“Water‐In‐Oil” Electrolyte Enabled by Microphase Separation Regulation for Highly Reversible Zinc Metal Anode

Abstract The sustained hydrogen evolution and zinc (Zn) dendrite growth greatly impede the practical application of low‐cost aqueous Zn metal batteries (ZMBs). Herein, for the first time, a microphase separation strategy is proposed to construct a ″water‐in‐oil (W/O) electrolyte to endow durable ZMBs. As validated by theoretical modeling and experimental characterizations, the unique reverse micelle structure within the electrolyte not only disrupts water hydrogen bonding and efficiently inhibits the water consumption at Zn anode, but also undergoes directed movement and reversible demulsification under electric field, thus enhancing the anode desolvation kinetics and inhibiting the interfacial side reactions.
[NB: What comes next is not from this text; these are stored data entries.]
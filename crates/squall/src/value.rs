//! Literal values.
//!
//! A [`Value`] wraps one [`Scalar`] (or, for `IN` lists, an ordered tuple of
//! scalars) and owns the conversion rules into SQL text:
//!
//! - text is wrapped in single quotes; embedded quotes are **not** escaped
//!   unless the value was built with [`Value::sanitized`]
//! - dates and date/times use the dialect's literal format
//! - everything else uses its natural string form
//!
//! Literal rendering is not an injection defence. Values that come from
//! untrusted input belong in a parameterized driver call.
//!
//! # Example
//! ```
//! use squall::{SqlRender, Value};
//!
//! assert_eq!(Value::new(5).render(), "5");
//! assert_eq!(Value::new("hello world").render(), "'hello world'");
//! assert_eq!(Value::tuple([1, 2, 3])?.render(), "(1, 2, 3)");
//! # Ok::<(), squall::SqlError>(())
//! ```

use crate::dialect::Dialect;
use crate::error::{SqlError, SqlResult};
use crate::render::{SqlRender, display_via_render};
use chrono::{NaiveDate, NaiveDateTime};

/// Placeholder substituted for `'` in sanitized text values.
pub const QUOTE_PLACEHOLDER: &str = "U+0027";

/// A single SQL literal.
#[derive(Debug, Clone, PartialEq)]
pub enum Scalar {
    Null,
    Bool(bool),
    Integer(i64),
    /// Always rendered with a fraction or exponent; NaN and infinities render `NULL`.
    Real(f64),
    Text(String),
    Date(NaiveDate),
    DateTime(NaiveDateTime),
}

impl Scalar {
    fn sanitize(self) -> Self {
        match self {
            Scalar::Text(s) => Scalar::Text(s.replace('\'', QUOTE_PLACEHOLDER)),
            other => other,
        }
    }
}

impl SqlRender for Scalar {
    fn render_with(&self, dialect: &dyn Dialect) -> String {
        match self {
            Scalar::Null => "NULL".to_string(),
            Scalar::Bool(b) => dialect.bool_literal(*b).to_string(),
            Scalar::Integer(i) => i.to_string(),
            // `{:?}` keeps the fraction (`1.0`), so the literal reads back as a real.
            Scalar::Real(r) if r.is_finite() => format!("{r:?}"),
            Scalar::Real(_) => "NULL".to_string(),
            Scalar::Text(s) => format!("'{s}'"),
            Scalar::Date(d) => dialect.date_literal(d),
            Scalar::DateTime(dt) => dialect.datetime_literal(dt),
        }
    }
}

macro_rules! scalar_from_int {
    ($($ty:ty),+) => {
        $(
            impl From<$ty> for Scalar {
                fn from(v: $ty) -> Self {
                    Scalar::Integer(i64::from(v))
                }
            }
        )+
    };
}

scalar_from_int!(i8, i16, i32, i64, u8, u16, u32);

impl From<f32> for Scalar {
    fn from(v: f32) -> Self {
        Scalar::Real(f64::from(v))
    }
}

impl From<f64> for Scalar {
    fn from(v: f64) -> Self {
        Scalar::Real(v)
    }
}

impl From<bool> for Scalar {
    fn from(v: bool) -> Self {
        Scalar::Bool(v)
    }
}

impl From<&str> for Scalar {
    fn from(v: &str) -> Self {
        Scalar::Text(v.to_string())
    }
}

impl From<String> for Scalar {
    fn from(v: String) -> Self {
        Scalar::Text(v)
    }
}

impl From<NaiveDate> for Scalar {
    fn from(v: NaiveDate) -> Self {
        Scalar::Date(v)
    }
}

impl From<NaiveDateTime> for Scalar {
    fn from(v: NaiveDateTime) -> Self {
        Scalar::DateTime(v)
    }
}

impl<T: Into<Scalar>> From<Option<T>> for Scalar {
    fn from(v: Option<T>) -> Self {
        v.map_or(Scalar::Null, Into::into)
    }
}

/// A literal value: one scalar, or a non-empty tuple of scalars.
#[derive(Debug, Clone, PartialEq)]
pub struct Value {
    scalars: Vec<Scalar>,
}

impl Value {
    /// Wrap a single scalar.
    pub fn new(value: impl Into<Scalar>) -> Self {
        Self {
            scalars: vec![value.into()],
        }
    }

    /// SQL `NULL`.
    pub fn null() -> Self {
        Self::new(Scalar::Null)
    }

    /// Wrap a single scalar, replacing every `'` in text with [`QUOTE_PLACEHOLDER`].
    pub fn sanitized(value: impl Into<Scalar>) -> Self {
        Self::new(value).sanitize()
    }

    /// Wrap an ordered tuple of scalars (rendered as `(a, b, ...)`).
    ///
    /// Fails with [`SqlError::InvalidValue`] when `values` is empty.
    pub fn tuple<I, T>(values: I) -> SqlResult<Self>
    where
        I: IntoIterator<Item = T>,
        T: Into<Scalar>,
    {
        let scalars: Vec<Scalar> = values.into_iter().map(Into::into).collect();
        if scalars.is_empty() {
            return Err(SqlError::invalid_value(
                "a value needs at least one scalar",
            ));
        }
        Ok(Self { scalars })
    }

    /// Apply quote sanitizing to every text scalar.
    pub fn sanitize(mut self) -> Self {
        self.scalars = self.scalars.into_iter().map(Scalar::sanitize).collect();
        self
    }

    /// Whether this value holds exactly one scalar.
    pub fn is_scalar(&self) -> bool {
        self.scalars.len() == 1
    }

    pub fn scalars(&self) -> &[Scalar] {
        &self.scalars
    }

    /// Render the scalars as a bare comma list, without parentheses.
    pub(crate) fn render_list(&self, dialect: &dyn Dialect) -> String {
        self.scalars
            .iter()
            .map(|s| s.render_with(dialect))
            .collect::<Vec<_>>()
            .join(", ")
    }
}

impl SqlRender for Value {
    fn render_with(&self, dialect: &dyn Dialect) -> String {
        if self.is_scalar() {
            self.render_list(dialect)
        } else {
            format!("({})", self.render_list(dialect))
        }
    }
}

macro_rules! value_from {
    ($($ty:ty),+) => {
        $(
            impl From<$ty> for Value {
                fn from(v: $ty) -> Self {
                    Value::new(v)
                }
            }
        )+
    };
}

value_from!(
    i8, i16, i32, i64, u8, u16, u32, f32, f64, bool, &str, String, NaiveDate, NaiveDateTime, Scalar
);

impl<T: Into<Scalar>> From<Option<T>> for Value {
    fn from(v: Option<T>) -> Self {
        Value::new(v)
    }
}

display_via_render!(Scalar, Value);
Owing to the simultaneous regulation of water molecules in both electrolyte bulk and anode interface, this W/O electrolyte achieves a high Zn plating/stripping Coulombic efficiency of 99.76% over 6000 cycles, and maintains an extend lifespan in Zn||V 10 O 24 ·12H 2 O (VOH) cells with negligible hydrogen evolution and dendrite formation. These key findings are expected to promote the electrolyte engineering toward reversible ZMBs.